Figure AI: Figure AI是2026年最受瞩目的人形机器人公司之一。Figure 02机器人(与OpenAI合作开发)拥有先进的VLA模型能力,可以理解自然语言指令、识别物体、自主规划行动。Figure在2026年获得了宝马(BMW)的订单,在南卡罗来纳州的宝马工厂部署人形机器人进行物流和装配工作。Figure的估值在2026年突破300亿美元。

1X Technologies(挪威): 1X的NEO机器人在2026年采取了不同的路线——专注于家庭场景而非工业场景。NEO是一个轻量级(约30kg)、安全(软体覆盖,无夹伤风险)的人形机器人,可以执行家庭清洁、整理、烹饪辅助等任务。1X在2026年开始了NEO的量产,目标售价约1.5万美元。
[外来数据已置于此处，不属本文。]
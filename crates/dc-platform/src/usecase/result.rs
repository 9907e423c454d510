//! Use Case Result Type

use super::error::UseCaseError;

/// Result type for use case execution.
///
/// ```ignore
/// if email.is_empty() {
///     return UseCaseResult::failure(UseCaseError::validation("EMAIL_REQUIRED", "Email is required"));
/// }
/// UseCaseResult::success(created)
/// ```
pub enum UseCaseResult<T> {
    Success(T),
    Failure(UseCaseError),
}

impl<T> UseCaseResult<T> {
    pub fn failure(error: UseCaseError) -> Self {
        UseCaseResult::Failure(error)
    }

    pub fn success(value: T) -> Self {
        UseCaseResult::Success(value)
    }

    pub fn is_success(&self) -> bool {
        matches!(self, UseCaseResult::Success(_))
    }

    pub fn is_failure(&self) -> bool {
        matches!(self, UseCaseResult::Failure(_))
    }

    /// Get the success value, consuming self.
    pub fn unwrap(self) -> T {
        match self {
            UseCaseResult::Success(v) => v,
            UseCaseResult::Failure(e) => panic!("Called unwrap on a Failure: {}", e),
        }
    }

    /// Get the error, consuming self.
    pub fn unwrap_err(self) -> UseCaseError {
        match self {
            UseCaseResult::Success(_) => panic!("Called unwrap_err on a Success"),
            UseCaseResult::Failure(e) => e,
        }
    }

    pub fn map<U, F>(self, f: F) -> UseCaseResult<U>
    where
        F: FnOnce(T) -> U,
    {
        match self {
            UseCaseResult::Success(v) => UseCaseResult::Success(f(v)),
            UseCaseResult::Failure(e) => UseCaseResult::Failure(e),
        }
    }

    pub fn into_result(self) -> Result<T, UseCaseError> {
        match self {
            UseCaseResult::Success(v) => Ok(v),
            UseCaseResult::Failure(e) => Err(e),
        }
    }
}

impl<T> From<UseCaseResult<T>> for Result<T, UseCaseError> {
    fn from(result: UseCaseResult<T>) -> Self {
        result.into_result()
    }
}

/// Lets use cases write their body with `?` and wrap it once at the end.
impl<T> From<Result<T, UseCaseError>> for UseCaseResult<T> {
    fn from(result: Result<T, UseCaseError>) -> Self {
        match result {
            Ok(v) => UseCaseResult::Success(v),
            Err(e) => UseCaseResult::Failure(e),
        }
    }
}

impl<T: std::fmt::Debug> std::fmt::Debug for UseCaseResult<T> {
    fn fmt(&self, f: &mut std::fmt::Formatter<'_>) -> std::fmt::Result {
        match self {
            UseCaseResult::Success(v) => f.debug_tuple("Success").field(v).finish(),
            UseCaseResult::Failure(e) => f.debug_tuple("Failure").field(e).finish(),
        }
    }
}
//! Payment Operations

pub mod checkout;
pub mod confirm;

pub use checkout::{
    CheckoutCustomer, CheckoutSettings, CheckoutStarted, CreateCheckoutSessionCommand,
    CreateCheckoutSessionUseCase,
};
pub use confirm::{ConfirmPaymentCommand, ConfirmPaymentUseCase, PaymentConfirmed};
//! Multi-step Workflow
//!
//! The document store gives per-document atomicity only. Operations that
//! write more than one document run their writes as named steps through a
//! `Workflow`, so a failure after the first write is reported as a
//! `PartialFailure` listing what was already applied instead of a bare 500.
//! Every step must be idempotent: re-sending the same request re-applies the
//! completed steps harmlessly and retries the failed one.
//!
//! ```ignore
//! let mut workflow = Workflow::new("assign_decorator", &ctx);
//! workflow.step("assign booking", self.bookings.assign_decorator(&id, &snapshot)).await?;
//! workflow.step("mark decorator busy", self.users.set_work_status(&decorator_id, WorkStatus::Busy)).await?;
//! workflow.finish();
//! ```

use std::future::Future;

use tracing::{debug, error, info};

use super::error::UseCaseError;
use super::execution_context::ExecutionContext;
use crate::shared::error::PlatformError;

pub struct Workflow {
    name: &'static str,
    execution_id: String,
    completed: Vec<String>,
}

impl Workflow {
    pub fn new(name: &'static str, ctx: &ExecutionContext) -> Self {
        Self {
            name,
            execution_id: ctx.execution_id.clone(),
            completed: Vec::new(),
        }
    }

    /// Run one write. On failure, any previously completed steps turn the
    /// error into a `PartialFailure`.
    pub async fn step<T, F>(&mut self, step: &str, write: F) -> Result<T, UseCaseError>
    where
        F: Future<Output = Result<T, PlatformError>>,
    {
        match write.await {
            Ok(value) => {
                debug!(
                    workflow = self.name,
                    execution_id = %self.execution_id,
                    step,
                    "Workflow step applied"
                );
                self.completed.push(step.to_string());
                Ok(value)
            }
            Err(err) if self.completed.is_empty() => Err(err.into()),
            Err(err) => {
                error!(
                    workflow = self.name,
                    execution_id = %self.execution_id,
                    step,
                    completed = ?self.completed,
                    error = %err,
                    "Workflow step failed after earlier writes were applied"
                );
                Err(UseCaseError::partial_failure(
                    format!("{} failed: {}", step, err),
                    self.completed.clone(),
                ))
            }
        }
    }

    /// Record a step whose effect is already present in the store
    pub fn skip(&mut self, step: &str) {
        debug!(
            workflow = self.name,
            execution_id = %self.execution_id,
            step,
            "Workflow step already applied, skipping"
        );
        self.completed.push(format!("{} (already applied)", step));
    }

    pub fn completed_steps(&self) -> &[String] {
        &self.completed
    }

    pub fn finish(self) {
        info!(
            workflow = self.name,
            execution_id = %self.execution_id,
            steps = self.completed.len(),
            "Workflow completed"
        );
    }
}
//! Platform Error Types

use thiserror::Error;
use axum::{
    http::StatusCode,
    response::{IntoResponse, Response, Json},
};
use utoipa::ToSchema;

use crate::usecase::UseCaseError;

#[derive(Error, Debug)]
pub enum PlatformError {
    #[error("{entity_type} not found: {id}")]
    NotFound { entity_type: String, id: String },

    #[error("{message}")]
    Conflict { message: String },

    #[error("Validation error: {message}")]
    Validation { message: String },

    #[error("Invalid id: {0}")]
    InvalidId(String),

    #[error("Unauthorized Access! {message}")]
    Unauthorized { message: String },

    #[error("Invalid token: {message}")]
    InvalidToken { message: String },

    #[error("Forbidden: {message}")]
    Forbidden { message: String },

    #[error("Payment gateway error: {message}")]
    Gateway { message: String },

    #[error("Partially applied: {message} (completed steps: {})", completed_steps.join(", "))]
    PartialFailure { message: String, completed_steps: Vec<String> },

    #[error("Database error: {0}")]
    Database(#[from] mongodb::error::Error),

    #[error("Serialization error: {0}")]
    Serialization(#[from] bson::ser::Error),

    #[error("Deserialization error: {0}")]
    Deserialization(#[from] bson::de::Error),

    #[error("JSON error: {0}")]
    Json(#[from] serde_json::Error),

    #[error("Configuration error: {message}")]
    Configuration { message: String },

    #[error("Internal error: {message}")]
    Internal { message: String },
}

impl PlatformError {
    pub fn not_found(entity_type: impl Into<String>, id: impl Into<String>) -> Self {
        Self::NotFound {
            entity_type: entity_type.into(),
            id: id.into(),
        }
    }

    pub fn conflict(message: impl Into<String>) -> Self {
        Self::Conflict { message: message.into() }
    }

    pub fn validation(message: impl Into<String>) -> Self {
        Self::Validation { message: message.into() }
    }

    pub fn unauthorized(message: impl Into<String>) -> Self {
        Self::Unauthorized { message: message.into() }
    }

    pub fn invalid_token(message: impl Into<String>) -> Self {
        Self::InvalidToken { message: message.into() }
    }

    pub fn forbidden(message: impl Into<String>) -> Self {
        Self::Forbidden { message: message.into() }
    }

    pub fn gateway(message: impl Into<String>) -> Self {
        Self::Gateway { message: message.into() }
    }

    pub fn internal(message: impl Into<String>) -> Self {
        Self::Internal { message: message.into() }
    }

    pub fn configuration(message: impl Into<String>) -> Self {
        Self::Configuration { message: message.into() }
    }

    /// True when a Mongo write failed on a unique index (E11000)
    pub fn is_duplicate_key(&self) -> bool {
        match self {
            PlatformError::Conflict { .. } => true,
            PlatformError::Database(err) => is_duplicate_key_error(err),
            _ => false,
        }
    }

    pub fn status_code(&self) -> StatusCode {
        self.status_and_code().0
    }

    fn status_and_code(&self) -> (StatusCode, &'static str) {
        match self {
            PlatformError::NotFound { .. } => (StatusCode::NOT_FOUND, "NOT_FOUND"),
            PlatformError::Conflict { .. } => (StatusCode::CONFLICT, "DUPLICATE"),
            PlatformError::Validation { .. } => (StatusCode::BAD_REQUEST, "VALIDATION_ERROR"),
            PlatformError::InvalidId(_) => (StatusCode::BAD_REQUEST, "INVALID_ID"),
            PlatformError::Unauthorized { .. } => (StatusCode::UNAUTHORIZED, "UNAUTHORIZED"),
            PlatformError::InvalidToken { .. } => (StatusCode::UNAUTHORIZED, "INVALID_TOKEN"),
            PlatformError::Forbidden { .. } => (StatusCode::FORBIDDEN, "FORBIDDEN"),
            PlatformError::Gateway { .. } => (StatusCode::INTERNAL_SERVER_ERROR, "GATEWAY_ERROR"),
            PlatformError::PartialFailure { .. } => (StatusCode::INTERNAL_SERVER_ERROR, "PARTIAL_FAILURE"),
            _ => (StatusCode::INTERNAL_SERVER_ERROR, "INTERNAL_ERROR"),
        }
    }
}

pub(crate) fn is_duplicate_key_error(err: &mongodb::error::Error) -> bool {
    use mongodb::error::{ErrorKind, WriteFailure};

    match err.kind.as_ref() {
        ErrorKind::Write(WriteFailure::WriteError(write_error)) => write_error.code == 11000,
        _ => false,
    }
}

pub type Result<T> = std::result::Result<T, PlatformError>;

/// Error response body
#[derive(Debug, serde::Serialize, ToSchema)]
pub struct ErrorResponse {
    pub error: String,
    pub message: String,
}

impl IntoResponse for PlatformError {
    fn into_response(self) -> Response {
        let (status, error_type) = self.status_and_code();

        if status.is_server_error() {
            tracing::error!(error = %self, code = error_type, "Request failed");
        }

        let body = ErrorResponse {
            error: error_type.to_string(),
            message: self.to_string(),
        };

        (status, Json(body)).into_response()
    }
}

impl From<UseCaseError> for PlatformError {
    fn from(err: UseCaseError) -> Self {
        match err {
            UseCaseError::ValidationError { message, .. } => PlatformError::Validation { message },
            UseCaseError::BusinessRuleViolation { message, .. } => PlatformError::Conflict { message },
            UseCaseError::NotFoundError { code, message, .. } => PlatformError::NotFound {
                entity_type: entity_from_code(&code),
                id: message,
            },
            UseCaseError::PartialFailure { message, completed_steps, .. } => {
                PlatformError::PartialFailure { message, completed_steps }
            }
            UseCaseError::GatewayError { message, .. } => PlatformError::Gateway { message },
            UseCaseError::StoreError { message, .. } => PlatformError::Internal { message },
        }
    }
}

/// "BOOKING_NOT_FOUND" -> "Booking"
fn entity_from_code(code: &str) -> String {
    let stem = code.strip_suffix("_NOT_FOUND").unwrap_or(code);
    stem.split('_')
        .filter(|part| !part.is_empty())
        .map(|part| {
            let lower = part.to_lowercase();
            let mut chars = lower.chars();
            match chars.next() {
                Some(first) => first.to_uppercase().chain(chars).collect::<String>(),
                None => String::new(),
            }
        })
        .collect::<Vec<_>>()
        .join(" ")
}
中国力量:智元机器人和优必选。 中国的智元机器人(Agibot)在2026年推出了「远征」系列人形机器人,在比亚迪和富士康的工厂中部署了超过200台,用于物料搬运和质量检测。优必选(UBTECH)的Walker系列人形机器人在2026年进入了迪拜世博会和多个服务场景。

2026年具身智能的三大挑战

第一,数据稀缺。 与文本和图像领域的海量互联网数据不同,机器人动作数据极其稀缺。训练一个高性能VLA模型需要数百万甚至数十亿条机器人操作数据,但收集这些数据成本高昂(需要真实的机器人操作,而非互联网爬取)。2026年,行业正在通过模拟仿真(NVIDIA Isaac Sim、Google MuJoCo)和远程操作数据收集(人工操作机器人录制动作数据)来缓解这一问题,但数据瓶颈仍然存在。

第二,灵巧操作的「最后一厘米」。 2026年,具身智能机器人在「粗粒度」任务(如搬运、行走、导航)上表现良好,但在「精细操作」(如插入USB、扣纽扣、切菜)上仍有很大困难。灵巧操作的挑战在于:需要高精度的力控制、触觉反馈和手眼协调,而这些能力在当前的VLA模型中尚未被充分解决。

第三,安全性与可靠性。 在工厂环境中,机器人故障可以容忍(关停即可);但在家庭环境中,机器人故障可能导致人身伤害或财产损失。如何保证具身智能机器人在非结构化环境中的安全性和可靠性,是2026年尚未解决的核心挑战。

结语

2026年,具身智能机器人正在从「实验室演示」走向「工厂部署」,并开始向「家庭场景」渗透。当AI大模型为机器人装上「大脑」,当VLA模型让机器人学会理解世界,当人形机器人开始量产,机器人产业正在经历从「专用工具」到「通用智能体」的范式转变。

具身智能的终极愿景是:每一台机器人都拥有理解世界、自主行动和持续学习的能力。2026年,我们距离这个愿景还有很长的路,但方向已经清晰无比。